Page MenuHomePhabricator

[Regression] Many url values have a malformed subdomain in wiki meta_p database table
Closed, ResolvedPublic

Description

As of late, the urls are broken for about 60 wikis. It seems something chopped the subdomain part to be 2 characters, which is arbitrary and wrong and breaks urls and/or makes them point to unrelated wikis;

Example:

cewiki ce.wikipedia.org
cebwiki ce.wikipedia.org
..
chwiki ch.wikipedia.org
chrwiki ch.wikipedia.org
chywiki ch.wikipedia.org
..
ganwiki ga.wikipedia.org
gagwiki ga.wikipedia.org
gawiki ga.wikipedia.org

Affected tools end up linking to either broken domains, or linking to the same domain twice with some computing an incorrect result.

See also:

-- MariaDB [meta_p]>
SELECT url, COUNT(*) c FROM wiki GROUP BY url HAVING c>1;
-- 66 rows in set (0.04 sec)

This query should return 0 rows.

Event Timeline

Krinkle created this task.Dec 22 2016, 11:36 PM
Restricted Application added a subscriber: Aklapper. · View Herald TranscriptDec 22 2016, 11:36 PM
Krinkle triaged this task as Unbreak Now! priority.Dec 22 2016, 11:36 PM
Restricted Application added subscribers: Jay8g, TerraCodes. · View Herald TranscriptDec 22 2016, 11:36 PM
Krinkle updated the task description. (Show Details)Dec 22 2016, 11:38 PM

This also affects GUC, as it may now produce a "diff" urls to a revision that doesn't exist on the target domain (or exists but is unrelated).

This would be due to https://gerrit.wikimedia.org/r/#/c/325949/7/modules/role/files/labs/db/views/maintain-meta_p.py where the matches = re.match("^(.*)(wik[it].*)", db) and lang = matches.group(1) were changed to lang = db[:2]

It was self-merged by @chasemp

chasemp added a subscriber: madhuvishy.

@madhuvishy seems we missed this, can you dig in and figure out the right fix? Running maintain_meta-p on labsdb10[9|10|11] should be fine for evaluating. Live values are still 1001 and 1003 when there is a fix.

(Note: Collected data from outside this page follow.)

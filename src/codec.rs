//! Cleartext layout delivered by the decryption oracle.
//!
//! Decrypted values are laid out in 32-byte words in the order their handles were requested:
//! an unsigned integer is a single big-endian word, a byte string is a head word holding the
//! offset of its tail, and the tail is a length word followed by the bytes padded to a whole
//! number of words.
use thiserror::Error;

pub const WORD: usize = 32;

/// A single decrypted value
#[derive(Debug, Clone, PartialEq, Eq)]
pub enum Token {
    Uint(u64),
    Bytes(Vec<u8>),
}

#[derive(Debug, Clone, PartialEq, Eq, Error)]
pub enum CodecError {
    #[error("cleartext is {len} bytes but at least {expected} are needed")]
    TooShort { len: usize, expected: usize },

    #[error("word at byte {0} does not fit in 64 bits")]
    Overflow(usize),

    #[error("offset {0} points outside the cleartext")]
    BadOffset(u64),

    #[error("candidate name is not valid UTF-8")]
    InvalidUtf8,
}

/// Lay out the tokens as a head of one word per token followed by the tails of the byte
/// strings
pub fn encode(tokens: &[Token]) -> Vec<u8> {
    let mut head = Vec::with_capacity(tokens.len() * WORD);
    let mut tail = vec![];
    let head_len = tokens.len() * WORD;

    for token in tokens {
        match token {
            Token::Uint(value) => head.extend_from_slice(&word(*value)),
            Token::Bytes(bytes) => {
                head.extend_from_slice(&word((head_len + tail.len()) as u64));
                tail.extend_from_slice(&word(bytes.len() as u64));
                tail.extend_from_slice(bytes);
                let padding = (WORD - bytes.len() % WORD) % WORD;
                tail.extend(std::iter::repeat(0u8).take(padding));
            }
        }
    }

    head.extend(tail);
    return head;
}

/// Cleartext of a vote decryption: the candidate name followed by the weight
pub fn encode_vote(candidate: &str, weight: u64) -> Vec<u8> {
    return encode(&[
        Token::Bytes(candidate.as_bytes().to_vec()),
        Token::Uint(weight),
    ]);
}

pub fn decode_vote(cleartext: &[u8]) -> Result<(String, u64), CodecError> {
    require_len(cleartext, 2 * WORD)?;
    let name = read_bytes(cleartext, 0)?;
    let weight = read_uint(cleartext, WORD)?;
    let name = String::from_utf8(name).map_err(|_| CodecError::InvalidUtf8)?;
    return Ok((name, weight));
}

/// Cleartext of a tally decryption: a single count
pub fn encode_count(count: u64) -> Vec<u8> {
    return encode(&[Token::Uint(count)]);
}

pub fn decode_count(cleartext: &[u8]) -> Result<u64, CodecError> {
    require_len(cleartext, WORD)?;
    return read_uint(cleartext, 0);
}

fn word(value: u64) -> [u8; WORD] {
    let mut out = [0u8; WORD];
    out[WORD - 8..].copy_from_slice(&value.to_be_bytes());
    return out;
}

fn require_len(cleartext: &[u8], expected: usize) -> Result<(), CodecError> {
    if cleartext.len() < expected {
        return Err(CodecError::TooShort {
            len: cleartext.len(),
            expected,
        });
    }
    return Ok(());
}

/// Read the word starting at byte `at` as an unsigned integer
fn read_uint(cleartext: &[u8], at: usize) -> Result<u64, CodecError> {
    let end = at.checked_add(WORD).ok_or(CodecError::BadOffset(at as u64))?;
    require_len(cleartext, end)?;
    let word = &cleartext[at..end];
    if word[..WORD - 8].iter().any(|byte| *byte != 0) {
        return Err(CodecError::Overflow(at));
    }
    let mut low = [0u8; 8];
    low.copy_from_slice(&word[WORD - 8..]);
    return Ok(u64::from_be_bytes(low));
}

/// Follow the offset stored in the head word at byte `at` and read the byte string it points to
fn read_bytes(cleartext: &[u8], at: usize) -> Result<Vec<u8>, CodecError> {
    let offset = read_uint(cleartext, at)?;
    let start = usize::try_from(offset).map_err(|_| CodecError::BadOffset(offset))?;
    if start.checked_add(WORD).map_or(true, |end| end > cleartext.len()) {
        return Err(CodecError::BadOffset(offset));
    }
    let len = read_uint(cleartext, start)?;
    let len_usize = usize::try_from(len).map_err(|_| CodecError::BadOffset(len))?;
    let data_start = start + WORD;
    let data_end = data_start
        .checked_add(len_usize)
        .ok_or(CodecError::BadOffset(len))?;
    require_len(cleartext, data_end)?;
    return Ok(cleartext[data_start..data_end].to_vec());
}
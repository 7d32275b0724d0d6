//! A confidential voting ledger.
//!
//! Votes are submitted as ciphertext handles and decrypted asynchronously by an external oracle
//! whose callbacks must carry a valid proof. Every decrypted vote adds one to its candidate's
//! encrypted counter, which can itself be decrypted on request. The [`benaloh`] module provides
//! a complete local backend for the store, the oracle and the proofs.
use crypto_bigint::Uint;

/// Use the same big integer type everywhere
pub const LIMBS: usize = 256 / 64; // 4 words each 64 bits, a total of 256 bits
pub type BigInt = Uint<LIMBS>;

pub mod benaloh;
pub mod clock;
pub mod codec;
pub mod config;
pub mod error;
pub mod events;
pub mod handle;
pub mod kv;
pub mod ledger;
pub mod oracle;
pub mod registry;
pub mod router;
pub mod tally;
pub mod voting;

pub use error::{Result, VotingError};
pub use voting::VotingState;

Wargo added a subscriber: Wargo.Dec 23 2016, 5:58 PM

Change 328929 had a related patch set uploaded (by Madhuvishy):
labsdb: Fix wiki url construction in maintain_meta-p

https://gerrit.wikimedia.org/r/328929

Change 328929 merged by Madhuvishy:
labsdb: Fix wiki url construction in maintain_meta-p

https://gerrit.wikimedia.org/r/328929

Change 328931 had a related patch set uploaded (by Madhuvishy):
labsdb: Fix maintain-meta_p to insert correct url into wiki db

https://gerrit.wikimedia.org/r/328931

Change 328931 merged by Madhuvishy:
labsdb: Fix maintain-meta_p to insert correct url into wiki db

https://gerrit.wikimedia.org/r/328931

I reverted back to the regex @Krenair pointed out to parse language. Should be fixed now everywhere. The script was also inserting underscores in the urls instead of hyphens - also fixed now.

madhuvishy closed this task as Resolved.Dec 23 2016, 8:31 PM

Closing the task now, please reopen if this is still an issue. Thanks!